• [Task details]: Let the output be exactly the lines from the one containing "cf.currency == currency)" through the end of the records below, both included.

• [Records provided]:
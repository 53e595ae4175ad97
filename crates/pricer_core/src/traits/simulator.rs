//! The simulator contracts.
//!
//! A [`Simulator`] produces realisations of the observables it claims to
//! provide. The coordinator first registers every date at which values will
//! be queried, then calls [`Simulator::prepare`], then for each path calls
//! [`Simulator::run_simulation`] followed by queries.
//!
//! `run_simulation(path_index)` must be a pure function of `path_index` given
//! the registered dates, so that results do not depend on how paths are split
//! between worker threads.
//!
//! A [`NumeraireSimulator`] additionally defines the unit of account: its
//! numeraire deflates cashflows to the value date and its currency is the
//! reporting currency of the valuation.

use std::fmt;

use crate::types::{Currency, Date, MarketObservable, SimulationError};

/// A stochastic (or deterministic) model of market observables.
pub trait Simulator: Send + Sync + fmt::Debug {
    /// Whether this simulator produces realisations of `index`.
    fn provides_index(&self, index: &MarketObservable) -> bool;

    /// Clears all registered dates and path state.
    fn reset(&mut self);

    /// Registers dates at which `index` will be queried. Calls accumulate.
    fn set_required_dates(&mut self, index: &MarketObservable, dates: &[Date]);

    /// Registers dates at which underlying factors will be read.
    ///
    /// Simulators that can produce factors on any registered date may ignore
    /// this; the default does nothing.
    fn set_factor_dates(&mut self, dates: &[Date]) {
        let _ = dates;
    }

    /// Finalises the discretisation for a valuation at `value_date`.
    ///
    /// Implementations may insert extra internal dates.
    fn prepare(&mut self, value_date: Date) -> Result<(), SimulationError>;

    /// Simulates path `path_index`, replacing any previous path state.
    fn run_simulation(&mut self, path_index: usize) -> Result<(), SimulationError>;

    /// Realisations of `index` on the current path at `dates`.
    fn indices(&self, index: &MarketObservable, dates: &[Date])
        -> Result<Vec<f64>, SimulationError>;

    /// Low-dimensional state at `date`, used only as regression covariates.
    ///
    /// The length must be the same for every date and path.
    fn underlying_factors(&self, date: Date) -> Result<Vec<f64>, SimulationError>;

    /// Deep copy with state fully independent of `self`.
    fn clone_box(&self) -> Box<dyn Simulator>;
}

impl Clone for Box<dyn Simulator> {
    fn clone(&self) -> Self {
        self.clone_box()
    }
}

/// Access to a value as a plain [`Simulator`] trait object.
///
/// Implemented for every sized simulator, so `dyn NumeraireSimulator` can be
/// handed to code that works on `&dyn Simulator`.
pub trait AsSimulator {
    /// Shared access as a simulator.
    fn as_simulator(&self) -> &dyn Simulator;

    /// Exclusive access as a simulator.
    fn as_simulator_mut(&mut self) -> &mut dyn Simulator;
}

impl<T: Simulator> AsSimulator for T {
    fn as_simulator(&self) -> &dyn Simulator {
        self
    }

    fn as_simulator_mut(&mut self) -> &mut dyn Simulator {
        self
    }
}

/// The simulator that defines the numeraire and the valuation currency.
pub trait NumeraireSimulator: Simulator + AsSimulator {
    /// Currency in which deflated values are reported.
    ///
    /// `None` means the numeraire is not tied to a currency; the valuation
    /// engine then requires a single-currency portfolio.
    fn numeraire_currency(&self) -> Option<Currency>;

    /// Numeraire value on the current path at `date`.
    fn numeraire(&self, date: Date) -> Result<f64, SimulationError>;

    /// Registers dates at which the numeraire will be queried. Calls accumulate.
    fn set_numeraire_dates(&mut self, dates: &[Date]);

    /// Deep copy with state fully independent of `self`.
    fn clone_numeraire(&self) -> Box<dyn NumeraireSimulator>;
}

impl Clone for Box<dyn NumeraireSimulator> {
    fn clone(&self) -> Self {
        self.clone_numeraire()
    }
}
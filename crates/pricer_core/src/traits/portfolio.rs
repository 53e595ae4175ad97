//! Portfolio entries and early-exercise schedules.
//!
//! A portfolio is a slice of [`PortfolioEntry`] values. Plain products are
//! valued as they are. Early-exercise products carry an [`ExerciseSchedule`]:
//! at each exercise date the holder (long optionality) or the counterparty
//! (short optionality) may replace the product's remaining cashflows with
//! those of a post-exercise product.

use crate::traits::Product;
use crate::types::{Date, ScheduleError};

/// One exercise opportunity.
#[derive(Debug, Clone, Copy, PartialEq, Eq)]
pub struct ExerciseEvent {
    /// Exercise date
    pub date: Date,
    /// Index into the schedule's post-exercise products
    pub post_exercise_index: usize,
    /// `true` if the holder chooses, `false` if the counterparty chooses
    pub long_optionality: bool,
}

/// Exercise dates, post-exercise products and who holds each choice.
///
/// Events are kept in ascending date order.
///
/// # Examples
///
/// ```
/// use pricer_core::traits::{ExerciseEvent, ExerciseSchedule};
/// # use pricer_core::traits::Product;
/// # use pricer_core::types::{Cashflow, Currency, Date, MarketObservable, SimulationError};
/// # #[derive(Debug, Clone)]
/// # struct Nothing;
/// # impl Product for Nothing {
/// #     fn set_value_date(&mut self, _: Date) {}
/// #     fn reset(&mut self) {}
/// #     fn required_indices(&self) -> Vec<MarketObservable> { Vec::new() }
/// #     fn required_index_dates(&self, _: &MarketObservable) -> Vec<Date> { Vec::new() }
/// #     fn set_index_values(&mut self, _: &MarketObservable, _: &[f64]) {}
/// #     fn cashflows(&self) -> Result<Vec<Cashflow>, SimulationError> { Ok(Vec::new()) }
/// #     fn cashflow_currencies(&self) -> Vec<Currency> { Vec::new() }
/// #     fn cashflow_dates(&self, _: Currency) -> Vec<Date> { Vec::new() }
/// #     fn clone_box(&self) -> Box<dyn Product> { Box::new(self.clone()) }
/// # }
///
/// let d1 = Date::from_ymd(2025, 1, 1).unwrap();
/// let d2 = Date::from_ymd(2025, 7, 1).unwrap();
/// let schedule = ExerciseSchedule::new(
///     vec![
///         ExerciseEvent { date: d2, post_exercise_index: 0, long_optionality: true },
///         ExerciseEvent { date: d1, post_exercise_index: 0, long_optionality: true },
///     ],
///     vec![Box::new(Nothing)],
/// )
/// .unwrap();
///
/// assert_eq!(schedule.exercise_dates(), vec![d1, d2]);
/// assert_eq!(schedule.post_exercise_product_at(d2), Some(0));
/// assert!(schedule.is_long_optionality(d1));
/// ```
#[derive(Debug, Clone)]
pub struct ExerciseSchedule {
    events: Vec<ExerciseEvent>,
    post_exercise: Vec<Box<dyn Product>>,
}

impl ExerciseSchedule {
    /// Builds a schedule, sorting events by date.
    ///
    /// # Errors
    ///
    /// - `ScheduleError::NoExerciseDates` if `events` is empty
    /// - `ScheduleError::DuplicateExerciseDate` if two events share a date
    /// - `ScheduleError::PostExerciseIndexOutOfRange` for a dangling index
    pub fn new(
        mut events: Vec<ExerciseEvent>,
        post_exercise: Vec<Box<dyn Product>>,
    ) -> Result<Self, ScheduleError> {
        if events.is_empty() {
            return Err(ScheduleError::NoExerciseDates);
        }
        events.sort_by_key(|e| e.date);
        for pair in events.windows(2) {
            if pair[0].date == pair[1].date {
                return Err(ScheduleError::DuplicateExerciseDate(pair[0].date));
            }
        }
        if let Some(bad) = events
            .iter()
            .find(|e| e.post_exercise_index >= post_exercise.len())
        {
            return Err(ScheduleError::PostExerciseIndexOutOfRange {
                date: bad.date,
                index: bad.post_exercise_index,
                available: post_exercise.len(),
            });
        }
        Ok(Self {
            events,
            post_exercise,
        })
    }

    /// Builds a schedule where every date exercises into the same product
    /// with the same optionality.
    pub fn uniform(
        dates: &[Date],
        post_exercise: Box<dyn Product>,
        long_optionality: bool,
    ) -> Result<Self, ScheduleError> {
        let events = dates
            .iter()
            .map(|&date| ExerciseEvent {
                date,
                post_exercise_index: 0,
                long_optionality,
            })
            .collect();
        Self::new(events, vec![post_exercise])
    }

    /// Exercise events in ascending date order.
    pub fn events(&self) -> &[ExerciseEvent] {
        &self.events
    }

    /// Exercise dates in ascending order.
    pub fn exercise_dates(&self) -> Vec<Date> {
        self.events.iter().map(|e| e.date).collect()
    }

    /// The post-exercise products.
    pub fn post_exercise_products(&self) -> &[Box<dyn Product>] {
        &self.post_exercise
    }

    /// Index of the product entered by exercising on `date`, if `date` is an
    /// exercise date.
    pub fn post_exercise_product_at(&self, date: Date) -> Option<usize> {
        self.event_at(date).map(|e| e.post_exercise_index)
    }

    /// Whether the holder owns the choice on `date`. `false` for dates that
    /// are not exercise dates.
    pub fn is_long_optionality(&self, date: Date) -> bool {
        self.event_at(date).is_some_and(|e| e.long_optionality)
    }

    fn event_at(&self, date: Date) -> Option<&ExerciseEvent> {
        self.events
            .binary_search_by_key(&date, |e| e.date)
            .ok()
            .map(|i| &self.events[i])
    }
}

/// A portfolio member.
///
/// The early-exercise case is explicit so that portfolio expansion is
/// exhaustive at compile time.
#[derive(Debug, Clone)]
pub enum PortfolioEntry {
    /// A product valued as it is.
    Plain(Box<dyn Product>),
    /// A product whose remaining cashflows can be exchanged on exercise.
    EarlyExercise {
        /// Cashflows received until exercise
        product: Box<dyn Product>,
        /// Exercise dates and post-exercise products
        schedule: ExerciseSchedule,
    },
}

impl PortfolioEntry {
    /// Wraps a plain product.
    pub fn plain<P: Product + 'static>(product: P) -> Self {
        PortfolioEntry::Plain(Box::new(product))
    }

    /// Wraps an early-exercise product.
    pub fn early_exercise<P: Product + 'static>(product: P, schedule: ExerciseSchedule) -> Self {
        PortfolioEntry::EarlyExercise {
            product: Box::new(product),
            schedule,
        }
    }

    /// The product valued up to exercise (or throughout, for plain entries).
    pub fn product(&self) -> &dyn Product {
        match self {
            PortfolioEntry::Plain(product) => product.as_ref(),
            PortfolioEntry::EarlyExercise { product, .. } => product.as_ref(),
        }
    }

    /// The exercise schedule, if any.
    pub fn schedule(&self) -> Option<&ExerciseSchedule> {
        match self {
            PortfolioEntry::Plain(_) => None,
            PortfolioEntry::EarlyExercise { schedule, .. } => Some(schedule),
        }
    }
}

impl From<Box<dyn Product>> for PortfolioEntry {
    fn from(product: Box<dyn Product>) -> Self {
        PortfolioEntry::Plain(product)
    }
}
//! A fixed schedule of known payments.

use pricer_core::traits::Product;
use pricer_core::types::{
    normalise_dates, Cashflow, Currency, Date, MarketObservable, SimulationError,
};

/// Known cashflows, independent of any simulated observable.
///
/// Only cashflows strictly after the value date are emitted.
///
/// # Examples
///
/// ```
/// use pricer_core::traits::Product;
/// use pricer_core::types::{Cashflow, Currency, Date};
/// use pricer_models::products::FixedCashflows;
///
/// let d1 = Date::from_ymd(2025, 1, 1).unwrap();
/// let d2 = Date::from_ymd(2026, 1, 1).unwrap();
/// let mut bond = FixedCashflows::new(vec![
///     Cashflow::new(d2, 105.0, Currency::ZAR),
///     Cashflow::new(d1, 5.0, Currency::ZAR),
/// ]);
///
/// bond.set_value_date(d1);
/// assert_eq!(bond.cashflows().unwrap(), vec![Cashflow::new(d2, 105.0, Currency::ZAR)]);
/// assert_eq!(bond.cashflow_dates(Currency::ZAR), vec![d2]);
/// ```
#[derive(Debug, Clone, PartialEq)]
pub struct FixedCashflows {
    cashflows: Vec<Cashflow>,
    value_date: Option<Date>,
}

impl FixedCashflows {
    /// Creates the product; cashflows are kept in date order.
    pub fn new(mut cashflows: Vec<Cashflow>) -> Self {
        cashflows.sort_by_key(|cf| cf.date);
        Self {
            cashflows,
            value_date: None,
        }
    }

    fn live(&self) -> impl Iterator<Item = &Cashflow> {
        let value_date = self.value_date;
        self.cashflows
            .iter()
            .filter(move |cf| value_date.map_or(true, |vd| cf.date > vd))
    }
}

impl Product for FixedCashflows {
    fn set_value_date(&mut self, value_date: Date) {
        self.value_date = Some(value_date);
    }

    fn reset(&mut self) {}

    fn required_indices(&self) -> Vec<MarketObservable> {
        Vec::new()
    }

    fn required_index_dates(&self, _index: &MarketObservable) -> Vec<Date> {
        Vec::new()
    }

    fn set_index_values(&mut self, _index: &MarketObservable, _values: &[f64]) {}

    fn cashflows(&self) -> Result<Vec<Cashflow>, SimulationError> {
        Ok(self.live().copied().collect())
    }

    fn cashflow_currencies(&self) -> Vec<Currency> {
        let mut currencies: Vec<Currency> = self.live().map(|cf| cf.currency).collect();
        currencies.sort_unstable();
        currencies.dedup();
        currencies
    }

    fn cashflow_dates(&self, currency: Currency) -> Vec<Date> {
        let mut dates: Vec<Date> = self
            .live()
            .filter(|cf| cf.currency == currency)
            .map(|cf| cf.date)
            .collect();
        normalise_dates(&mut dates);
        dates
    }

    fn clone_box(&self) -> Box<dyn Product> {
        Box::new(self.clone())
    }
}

• [Result of this exercise]:
            .filter(|cf| cf.currency == currency)
            .map(|cf| cf.date)
            .collect();
        normalise_dates(&mut dates);
        dates
    }

    fn clone_box(&self) -> Box<dyn Product> {
        Box::new(self.clone())
    }
}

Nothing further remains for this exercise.